(SUPPLIED MATERIAL begins)

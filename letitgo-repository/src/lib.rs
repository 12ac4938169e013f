//! # Letitgo Repository
//!
//! This crate provides the search index seam for letitgo. It includes the
//! error types, the provider trait, the bulk wire protocol, and a concrete
//! implementation for OpenSearch.

pub mod bulk;
pub mod client;
pub mod errors;
pub mod interfaces;
pub mod opensearch;
pub mod types;

pub use bulk::{BulkRequest, BulkResponse};
pub use client::SearchIndexClient;
pub use errors::SearchIndexError;
pub use interfaces::SearchIndexProvider;
pub use opensearch::{IndexConfig, OpenSearchClient};
pub use types::{BatchOperationResult, BatchOperationSummary, EnsureIndexOutcome};
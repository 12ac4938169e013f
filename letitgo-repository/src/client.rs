//! Search index client implementation.
//!
//! This module provides the main client for interacting with the search index.
//! Application code uses it to provision indices and to write units in bulk.

use std::sync::Arc;

use tracing::{debug, info, instrument, warn};

use crate::bulk::BulkRequest;
use crate::errors::SearchIndexError;
use crate::interfaces::SearchIndexProvider;
use crate::opensearch::IndexConfig;
use crate::types::{BatchOperationResult, BatchOperationSummary, EnsureIndexOutcome};
use letitgo_shared::BulkDocument;

/// The main client for interacting with the search index.
///
/// Cheap to clone; all clones share one provider.
#[derive(Clone)]
pub struct SearchIndexClient {
    provider: Arc<dyn SearchIndexProvider>,
}

impl SearchIndexClient {
    /// Create a new SearchIndexClient over an already constructed provider.
    pub fn new(provider: Arc<dyn SearchIndexProvider>) -> Self {
        Self { provider }
    }

    /// Make sure an index exists, creating it with the configured mapping if not.
    ///
    /// Safe to call repeatedly. A create that loses a race with another
    /// process counts as `AlreadyExists`.
    #[instrument(skip(self, config), fields(index = %config.name))]
    pub async fn ensure_index(
        &self,
        config: &IndexConfig,
    ) -> Result<EnsureIndexOutcome, SearchIndexError> {
        if self.provider.index_exists(&config.name).await? {
            debug!("Index already exists");
            return Ok(EnsureIndexOutcome::AlreadyExists);
        }

        info!("Index does not exist, creating it with default mapping");
        match self.provider.create_index(&config.name, &config.body).await {
            Ok(()) => {
                info!("Index created successfully");
                Ok(EnsureIndexOutcome::Created)
            }
            Err(SearchIndexError::IndexAlreadyExists(_)) => {
                debug!("Index was created concurrently");
                Ok(EnsureIndexOutcome::AlreadyExists)
            }
            Err(e) => Err(e),
        }
    }

    /// Write units to an index as one bulk request.
    ///
    /// Each unit is stored under its `document_id`. Units that have an empty
    /// id or fail to serialize are reported as failed and not sent; the rest
    /// of the batch still goes out. An empty batch sends nothing.
    ///
    /// # Returns
    ///
    /// * `Ok(BatchOperationSummary)` - Per-unit results, possibly with failures
    /// * `Err(SearchIndexError)` - The request could not be sent or was rejected as a whole
    #[instrument(skip(self, units), fields(units = units.len()))]
    pub async fn bulk_index<T>(
        &self,
        index: &str,
        units: &[T],
    ) -> Result<BatchOperationSummary, SearchIndexError>
    where
        T: BulkDocument + Sync,
    {
        let mut request = BulkRequest::new();
        let mut rejected = Vec::new();

        for unit in units {
            let id = unit.document_id();
            if id.is_empty() {
                rejected.push(BatchOperationResult::failure(
                    id,
                    SearchIndexError::validation("unit has an empty document id"),
                ));
                continue;
            }
            if let Err(e) = request.push_index(&id, unit) {
                warn!(id = %id, error = %e, "Cannot encode unit");
                rejected.push(BatchOperationResult::failure(
                    id,
                    SearchIndexError::serialization(e.to_string()),
                ));
            }
        }

        let mut results = Vec::with_capacity(units.len());
        if !request.is_empty() {
            let sent_ids = request.ids().to_vec();
            let response = self.provider.bulk(index, request).await?;
            debug!(took = response.took, errors = response.errors, "Bulk response received");
            results.extend(response.into_results(&sent_ids));
        }
        results.extend(rejected);

        let summary = BatchOperationSummary::from_results(results);
        for (id, error) in summary.failures() {
            warn!(
                index = %index,
                id = %id,
                error = %error.map(ToString::to_string).unwrap_or_default(),
                "Unit was not indexed"
            );
        }

        Ok(summary)
    }

    /// Check if the search engine is healthy.
    pub async fn health_check(&self) -> Result<bool, SearchIndexError> {
        self.provider.health_check().await
    }
}
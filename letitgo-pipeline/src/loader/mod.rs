//! Loader module for the letitgo pipeline.
//!
//! Writes nodes and property records to their indices. One call is one bulk
//! request; there is no chunking and no retry.

use tracing::{info, instrument, warn};

use crate::errors::PipelineError;
use letitgo_repository::opensearch::{NODE_INDEX_NAME, PROPERTY_INDEX_NAME};
use letitgo_repository::{BatchOperationSummary, SearchIndexClient};
use letitgo_shared::{Doc, Node};

/// Writer that indexes units into the search engine.
#[derive(Clone)]
pub struct IndexWriter {
    client: SearchIndexClient,
    node_index: String,
    property_index: String,
}

impl IndexWriter {
    /// Create a writer targeting the default indices.
    pub fn new(client: SearchIndexClient) -> Self {
        Self::with_indices(client, NODE_INDEX_NAME, PROPERTY_INDEX_NAME)
    }

    /// Create a writer targeting custom index names.
    pub fn with_indices(
        client: SearchIndexClient,
        node_index: impl Into<String>,
        property_index: impl Into<String>,
    ) -> Self {
        Self {
            client,
            node_index: node_index.into(),
            property_index: property_index.into(),
        }
    }

    /// Save nodes, each under its own id.
    ///
    /// # Returns
    ///
    /// * `Ok(BatchOperationSummary)` - Per-node results; check `failed` for partial failure
    /// * `Err(PipelineError)` - The bulk request could not be completed
    #[instrument(skip(self, nodes), fields(node_count = nodes.len()))]
    pub async fn save_nodes(&self, nodes: &[Node]) -> Result<BatchOperationSummary, PipelineError> {
        let summary = self.client.bulk_index(&self.node_index, nodes).await?;
        Self::log_summary(&self.node_index, &summary);
        Ok(summary)
    }

    /// Save one `property` record per property of the doc, under `property:<id>`.
    ///
    /// The doc is validated first; an invalid doc sends nothing.
    #[instrument(skip(self, doc), fields(doc_id = doc.id))]
    pub async fn create_records(&self, doc: &Doc) -> Result<BatchOperationSummary, PipelineError> {
        let records = doc.property_records()?;
        let summary = self.client.bulk_index(&self.property_index, &records).await?;
        Self::log_summary(&self.property_index, &summary);
        Ok(summary)
    }

    fn log_summary(index: &str, summary: &BatchOperationSummary) {
        if summary.is_complete() {
            info!(index = %index, indexed = summary.succeeded, "Bulk indexing completed");
        } else {
            warn!(
                index = %index,
                succeeded = summary.succeeded,
                failed = summary.failed,
                "Bulk indexing completed with failures"
            );
        }
    }
}

#[cfg(test)]
mod tests {
    use super::*;
    use async_trait::async_trait;
    use letitgo_repository::{BulkRequest, BulkResponse, SearchIndexError, SearchIndexProvider};
    use letitgo_shared::{ElementType, Group, Kvs, Property};
    use serde_json::{json, Value};
    use std::sync::Arc;
    use tokio::sync::Mutex;

    /// Mock provider that accepts every item and records the payloads.
    #[derive(Default)]
    struct MockProvider {
        requests: Mutex<Vec<(String, String)>>,
    }

    #[async_trait]
    impl SearchIndexProvider for MockProvider {
        async fn index_exists(&self, _index: &str) -> Result<bool, SearchIndexError> {
            Ok(true)
        }

        async fn create_index(&self, _index: &str, _body: &Value) -> Result<(), SearchIndexError> {
            Ok(())
        }

        async fn bulk(
            &self,
            index: &str,
            request: BulkRequest,
        ) -> Result<BulkResponse, SearchIndexError> {
            let items: Vec<Value> = request
                .ids()
                .iter()
                .map(|id| json!({"index": {"_id": id, "status": 201}}))
                .collect();
            self.requests
                .lock()
                .await
                .push((index.to_string(), request.to_ndjson()));
            serde_json::from_value(json!({"took": 1, "errors": false, "items": items}))
                .map_err(|e| SearchIndexError::parse(e.to_string()))
        }

        async fn health_check(&self) -> Result<bool, SearchIndexError> {
            Ok(true)
        }
    }

    fn writer(provider: Arc<MockProvider>) -> IndexWriter {
        IndexWriter::new(SearchIndexClient::new(provider))
    }

    fn pci_doc() -> Doc {
        Doc {
            id: 1,
            name: "PCI".to_string(),
            groups: vec![Group {
                id: "1".to_string(),
                key: "patient".to_string(),
                name: "患者信息".to_string(),
                parent_key: None,
                properties: vec![
                    Property::new("2", "name", "姓名", ElementType::Text),
                    Property::new("3", "gender", "性别", ElementType::Keyword),
                    Property::new("4", "age", "年龄", ElementType::Long),
                    Property::new("5", "birthday", "出生日期", ElementType::Date),
                ],
            }],
        }
    }

    #[tokio::test]
    async fn test_save_nodes_uses_node_ids() {
        let provider = Arc::new(MockProvider::default());
        let nodes = vec![
            Node::new("g", "n-1", "vitals", Kvs::new()),
            Node::new("g", "n-2", "vitals", Kvs::new()),
        ];

        let summary = writer(provider.clone()).save_nodes(&nodes).await.unwrap();
        assert_eq!(summary.succeeded, 2);

        let requests = provider.requests.lock().await;
        assert_eq!(requests.len(), 1);
        let (index, payload) = &requests[0];
        assert_eq!(index, "letitgo");

        let lines: Vec<Value> = payload
            .lines()
            .map(|l| serde_json::from_str(l).unwrap())
            .collect();
        assert_eq!(lines[0], json!({"index": {"_id": "n-1"}}));
        assert_eq!(lines[1]["groupk"], "vitals");
        assert_eq!(lines[2], json!({"index": {"_id": "n-2"}}));
    }

    #[tokio::test]
    async fn test_create_records_writes_property_records() {
        let provider = Arc::new(MockProvider::default());

        let summary = writer(provider.clone())
            .create_records(&pci_doc())
            .await
            .unwrap();
        assert_eq!(summary.total, 4);

        let requests = provider.requests.lock().await;
        let (index, payload) = &requests[0];
        assert_eq!(index, "letitgo-property");

        let lines: Vec<Value> = payload
            .lines()
            .map(|l| serde_json::from_str(l).unwrap())
            .collect();
        assert_eq!(lines.len(), 8);
        for (pair, id) in lines.chunks(2).zip(["2", "3", "4", "5"]) {
            assert_eq!(pair[0]["index"]["_id"], format!("property:{}", id));
            assert_eq!(pair[1]["type"], "property");
            assert_eq!(pair[1]["property"]["id"], id);
        }
    }

    #[tokio::test]
    async fn test_create_records_rejects_invalid_doc() {
        let provider = Arc::new(MockProvider::default());
        let mut doc = pci_doc();
        doc.groups[0]
            .properties
            .push(Property::new("2", "dup", "重复", ElementType::Keyword));

        let result = writer(provider.clone()).create_records(&doc).await;

        assert!(matches!(result, Err(PipelineError::ModelError(_))));
        assert!(provider.requests.lock().await.is_empty());
    }

    #[tokio::test]
    async fn test_custom_index_names() {
        let provider = Arc::new(MockProvider::default());
        let writer = IndexWriter::with_indices(
            SearchIndexClient::new(provider.clone()),
            "nodes-test",
            "props-test",
        );

        writer
            .save_nodes(&[Node::new("g", "n", "k", Kvs::new())])
            .await
            .unwrap();

        assert_eq!(provider.requests.lock().await[0].0, "nodes-test");
    }
}
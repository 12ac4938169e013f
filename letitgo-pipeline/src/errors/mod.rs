//! Error types for the letitgo pipeline.

use letitgo_repository::SearchIndexError;
use letitgo_shared::ModelError;
use thiserror::Error;

/// Errors that can occur in the letitgo pipeline.
#[derive(Error, Debug)]
pub enum PipelineError {
    /// A document violated a model invariant.
    #[error("Model error: {0}")]
    ModelError(#[from] ModelError),

    /// Error from the search index.
    #[error("Search index error: {0}")]
    SearchIndexError(#[from] SearchIndexError),

    /// Failed to read or decode producer input.
    #[error("Source error: {0}")]
    SourceError(String),

    /// Input that cannot be processed under the current settings.
    #[error("Validation error: {0}")]
    ValidationError(String),
}

impl PipelineError {
    /// Create a source error.
    pub fn input(msg: impl Into<String>) -> Self {
        Self::SourceError(msg.into())
    }

    /// Create a validation error.
    pub fn validation(msg: impl Into<String>) -> Self {
        Self::ValidationError(msg.into())
    }
}
//! Interview turn-taking
//!
//! The orchestrator owns one [`InterviewSession`] and walks it through
//! `Welcome -> Listening(i) -> Evaluating(i) -> Listening(i+1) | Completed`.
//! Playback, capture and evaluation are awaited one after another; the only
//! concurrency is recognition events arriving while a question is open.

use std::sync::Arc;
use std::time::Duration;

use chrono::Utc;
use tokio::sync::mpsc;

use super::feedback::FeedbackService;
use super::script;
use super::session::{InterviewSession, Phase};
use super::types::{AnswerRecord, FeedbackRecord, InterviewTranscript};
use crate::store::InterviewStore;
use crate::voice::{CaptureState, SpeechCapture, SpeechPlayback};
use crate::{Error, ErrorKind, Result};

/// Progress notifications for a front end
#[derive(Debug, Clone, PartialEq)]
pub enum InterviewEvent {
    PhaseChanged(Phase),
    /// A line the interviewer said
    Spoke(String),
    /// The answer as currently recognized
    Transcript(String),
    /// Advance was refused because nothing has been said
    AnswerRejected { index: usize },
    FeedbackReady { index: usize, feedback: FeedbackRecord },
    FeedbackUnavailable { index: usize },
    PersistenceFailed { operation: &'static str, error: String },
    Completed(InterviewTranscript),
}

/// User intents for [`InterviewOrchestrator::run`]
#[derive(Debug, Clone, Copy, PartialEq, Eq)]
pub enum Command {
    Start,
    /// Submit the current answer and move on
    Advance,
    /// Finish now with the answers collected so far
    End,
}

/// Result of an advance request
#[derive(Debug, Clone, Copy, PartialEq, Eq)]
pub enum AdvanceOutcome {
    /// The answer was recorded and the interview moved on
    Advanced,
    /// Nothing has been said; state unchanged
    Rejected,
    /// An evaluation is already underway
    Ignored,
}

/// Drives one interview session
pub struct InterviewOrchestrator {
    session: InterviewSession,
    capture: SpeechCapture,
    playback: SpeechPlayback,
    feedback: FeedbackService,
    store: Arc<dyn InterviewStore>,
    events: Option<mpsc::UnboundedSender<InterviewEvent>>,
    feedback_pause: Duration,
    transcript: Option<InterviewTranscript>,
}

impl InterviewOrchestrator {
    #[must_use]
    pub fn new(
        session: InterviewSession,
        capture: SpeechCapture,
        playback: SpeechPlayback,
        feedback: FeedbackService,
        store: Arc<dyn InterviewStore>,
    ) -> Self {
        Self {
            session,
            capture,
            playback,
            feedback,
            store,
            events: None,
            feedback_pause: Duration::from_secs(3),
            transcript: None,
        }
    }

    /// Send progress events to `events`
    #[must_use]
    pub fn with_events(mut self, events: mpsc::UnboundedSender<InterviewEvent>) -> Self {
        self.events = Some(events);
        self
    }

    /// Pause after announcing feedback
    #[must_use]
    pub const fn with_feedback_pause(mut self, pause: Duration) -> Self {
        self.feedback_pause = pause;
        self
    }

    #[must_use]
    pub const fn phase(&self) -> Phase {
        self.session.phase()
    }

    #[must_use]
    pub const fn session(&self) -> &InterviewSession {
        &self.session
    }

    /// The completion payload, once the interview has finished
    #[must_use]
    pub const fn transcript(&self) -> Option<&InterviewTranscript> {
        self.transcript.as_ref()
    }

    /// Greet the candidate and ask the first question
    ///
    /// # Errors
    ///
    /// Returns [`Error::InvalidTransition`] unless in `Welcome`, or a voice
    /// error if capture cannot be opened
    pub async fn start(&mut self) -> Result<()> {
        if self.phase() != Phase::Welcome {
            return Err(Error::InvalidTransition(format!(
                "cannot start from {}",
                self.phase()
            )));
        }

        tracing::info!(
            session = %self.session.id(),
            questions = self.session.questions().len(),
            "interview starting"
        );

        let greeting = script::greeting(self.session.context());
        self.say(&greeting).await;
        self.ask(0).await
    }

    /// Submit the current answer
    ///
    /// # Errors
    ///
    /// Returns [`Error::InvalidTransition`] in `Welcome` or `Completed`, or a
    /// voice error if capture cannot be reopened for the next question
    pub async fn advance(&mut self) -> Result<AdvanceOutcome> {
        let index = match self.phase() {
            Phase::Listening(i) => i,
            Phase::Evaluating(i) => {
                tracing::debug!(index = i, "advance ignored while evaluating");
                return Ok(AdvanceOutcome::Ignored);
            }
            phase @ (Phase::Welcome | Phase::Completed) => {
                return Err(Error::InvalidTransition(format!(
                    "cannot advance from {phase}"
                )));
            }
        };

        // Recognizers may only finalize pending speech when stopped
        self.capture.stop().await;
        if self.capture.is_empty() {
            tracing::info!(index, "advance rejected: empty answer");
            self.emit(InterviewEvent::AnswerRejected { index });
            self.capture.start().await?;
            return Ok(AdvanceOutcome::Rejected);
        }

        let answer_text = self.capture.answer();
        self.set_phase(Phase::Evaluating(index));

        let Some(question) = self.session.question(index).cloned() else {
            return Err(Error::InvalidTransition(format!(
                "question {index} does not exist"
            )));
        };

        self.say(script::ACKNOWLEDGEMENT).await;

        let context = self.session.context();
        let feedback = match self
            .feedback
            .evaluate(
                &question.text,
                &answer_text,
                &context.role,
                &context.experience_level,
            )
            .await
        {
            Ok(record) => Some(record),
            Err(e) => {
                if e.kind() == ErrorKind::ServiceUnavailable {
                    tracing::error!(index, error = %e, "feedback unavailable");
                } else {
                    tracing::warn!(index, error = %e, "evaluation failed");
                }
                None
            }
        };

        let record = AnswerRecord {
            question_id: question.id.clone(),
            question_index: index,
            question_text: question.text.clone(),
            expected_answer: question.reference_answer.clone(),
            answer_text,
            feedback: feedback.clone(),
            timestamp: Utc::now(),
        };
        self.session.push_answer(record.clone());

        if let Err(e) = self.store.save_answer(self.session.id(), &record).await {
            tracing::warn!(index, error = %e, "failed to save answer");
            self.emit(InterviewEvent::PersistenceFailed {
                operation: "save_answer",
                error: e.to_string(),
            });
        }

        match feedback {
            Some(feedback) => {
                self.emit(InterviewEvent::FeedbackReady { index, feedback });
                self.say(script::FEEDBACK_INTRO).await;
                if !self.feedback_pause.is_zero() {
                    tokio::time::sleep(self.feedback_pause).await;
                }
            }
            None => {
                self.emit(InterviewEvent::FeedbackUnavailable { index });
                self.say(script::FEEDBACK_UNAVAILABLE).await;
            }
        }

        if self.session.is_last(index) {
            self.complete().await;
        } else {
            self.ask(index + 1).await?;
        }

        Ok(AdvanceOutcome::Advanced)
    }

    /// Finish early with the answers collected so far
    ///
    /// Text captured for the open question is discarded.
    ///
    /// # Errors
    ///
    /// Returns [`Error::InvalidTransition`] unless listening
    pub async fn end(&mut self) -> Result<InterviewTranscript> {
        let Phase::Listening(index) = self.phase() else {
            return Err(Error::InvalidTransition(format!(
                "cannot end from {}",
                self.phase()
            )));
        };

        tracing::info!(index, answered = self.session.answers().len(), "interview ended early");
        self.capture.stop().await;
        self.capture.reset();
        Ok(self.complete().await)
    }

    /// Drive the interview from a command channel until it completes
    ///
    /// Recognition events are applied as they arrive while a question is open.
    /// Advance commands that queue up during an evaluation are dropped.
    ///
    /// # Errors
    ///
    /// Returns error if capture cannot be opened or the command channel closes
    /// before the interview completes
    pub async fn run(
        &mut self,
        mut commands: mpsc::Receiver<Command>,
    ) -> Result<InterviewTranscript> {
        loop {
            if let Some(transcript) = &self.transcript {
                return Ok(transcript.clone());
            }

            let listening = self.capture.state() == CaptureState::Listening;

            tokio::select! {
                command = commands.recv() => {
                    let Some(command) = command else {
                        return Err(Error::InvalidTransition(
                            "command channel closed before the interview completed".to_string(),
                        ));
                    };
                    self.handle(command, &mut commands).await?;
                }
                answer = self.capture.next_update(), if listening => {
                    self.emit(InterviewEvent::Transcript(answer));
                }
            }
        }
    }

    async fn handle(
        &mut self,
        command: Command,
        commands: &mut mpsc::Receiver<Command>,
    ) -> Result<()> {
        match command {
            Command::Start => {
                if self.phase() == Phase::Welcome {
                    self.start().await?;
                } else {
                    tracing::debug!(phase = %self.phase(), "start ignored");
                }
            }
            Command::Advance => {
                match self.advance().await {
                    Ok(AdvanceOutcome::Advanced) => {}
                    Ok(outcome) => tracing::debug!(?outcome, "advance not applied"),
                    Err(Error::InvalidTransition(reason)) => {
                        tracing::debug!(%reason, "advance ignored");
                    }
                    Err(e) => return Err(e),
                }

                // Anything the user pressed while we were evaluating
                let mut end_requested = false;
                while let Ok(queued) = commands.try_recv() {
                    match queued {
                        Command::Advance => tracing::debug!("advance ignored while evaluating"),
                        Command::End => end_requested = true,
                        Command::Start => {}
                    }
                }
                if end_requested && matches!(self.phase(), Phase::Listening(_)) {
                    self.end().await?;
                }
            }
            Command::End => match self.end().await {
                Ok(_) => {}
                Err(Error::InvalidTransition(reason)) => {
                    tracing::debug!(%reason, "end ignored");
                }
                Err(e) => return Err(e),
            },
        }
        Ok(())
    }

    async fn ask(&mut self, index: usize) -> Result<()> {
        let Some(question) = self.session.question(index) else {
            return Err(Error::InvalidTransition(format!(
                "question {index} does not exist"
            )));
        };
        let line = script::question(index, &question.text);

        self.set_phase(Phase::Listening(index));
        self.say(&line).await;
        self.capture.reset();
        self.capture.start().await
    }

    async fn complete(&mut self) -> InterviewTranscript {
        self.set_phase(Phase::Completed);
        self.say(script::CLOSING).await;

        let answers = self.session.answers().to_vec();
        let transcript = InterviewTranscript {
            session_id: self.session.id().to_string(),
            total_answers: answers.len(),
            feedbacks: answers,
            completed_at: Utc::now(),
        };

        if let Err(e) = self.store.save_transcript(&transcript).await {
            tracing::warn!(error = %e, "failed to save transcript");
            self.emit(InterviewEvent::PersistenceFailed {
                operation: "save_transcript",
                error: e.to_string(),
            });
        }

        tracing::info!(
            session = %transcript.session_id,
            total_answers = transcript.total_answers,
            "interview completed"
        );
        self.emit(InterviewEvent::Completed(transcript.clone()));
        self.transcript = Some(transcript.clone());
        transcript
    }

    /// Speak a line; playback failures are logged, never fatal
    async fn say(&self, text: &str) {
        self.emit(InterviewEvent::Spoke(text.to_string()));
        if let Err(e) = self.playback.speak(text).await {
            tracing::warn!(error = %e, "speech playback failed");
        }
    }

    fn set_phase(&mut self, phase: Phase) {
        tracing::debug!(from = %self.session.phase(), to = %phase, "phase change");
        self.session.set_phase(phase);
        self.emit(InterviewEvent::PhaseChanged(phase));
    }

    fn emit(&self, event: InterviewEvent) {
        if let Some(events) = &self.events {
            // A dropped receiver just means nobody is watching
            let _ = events.send(event);
        }
    }
}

(SUPPLIED MATERIAL ends)

### HOW TO COMPLETE THIS TASK
Each line in the listing above that includes the word "UnboundedSender" needs to be copied out.

### ANSWER SPACE
    events: Option<mpsc::UnboundedSender<InterviewEvent>>,
    pub fn with_events(mut self, events: mpsc::UnboundedSender<InterviewEvent>) -> Self {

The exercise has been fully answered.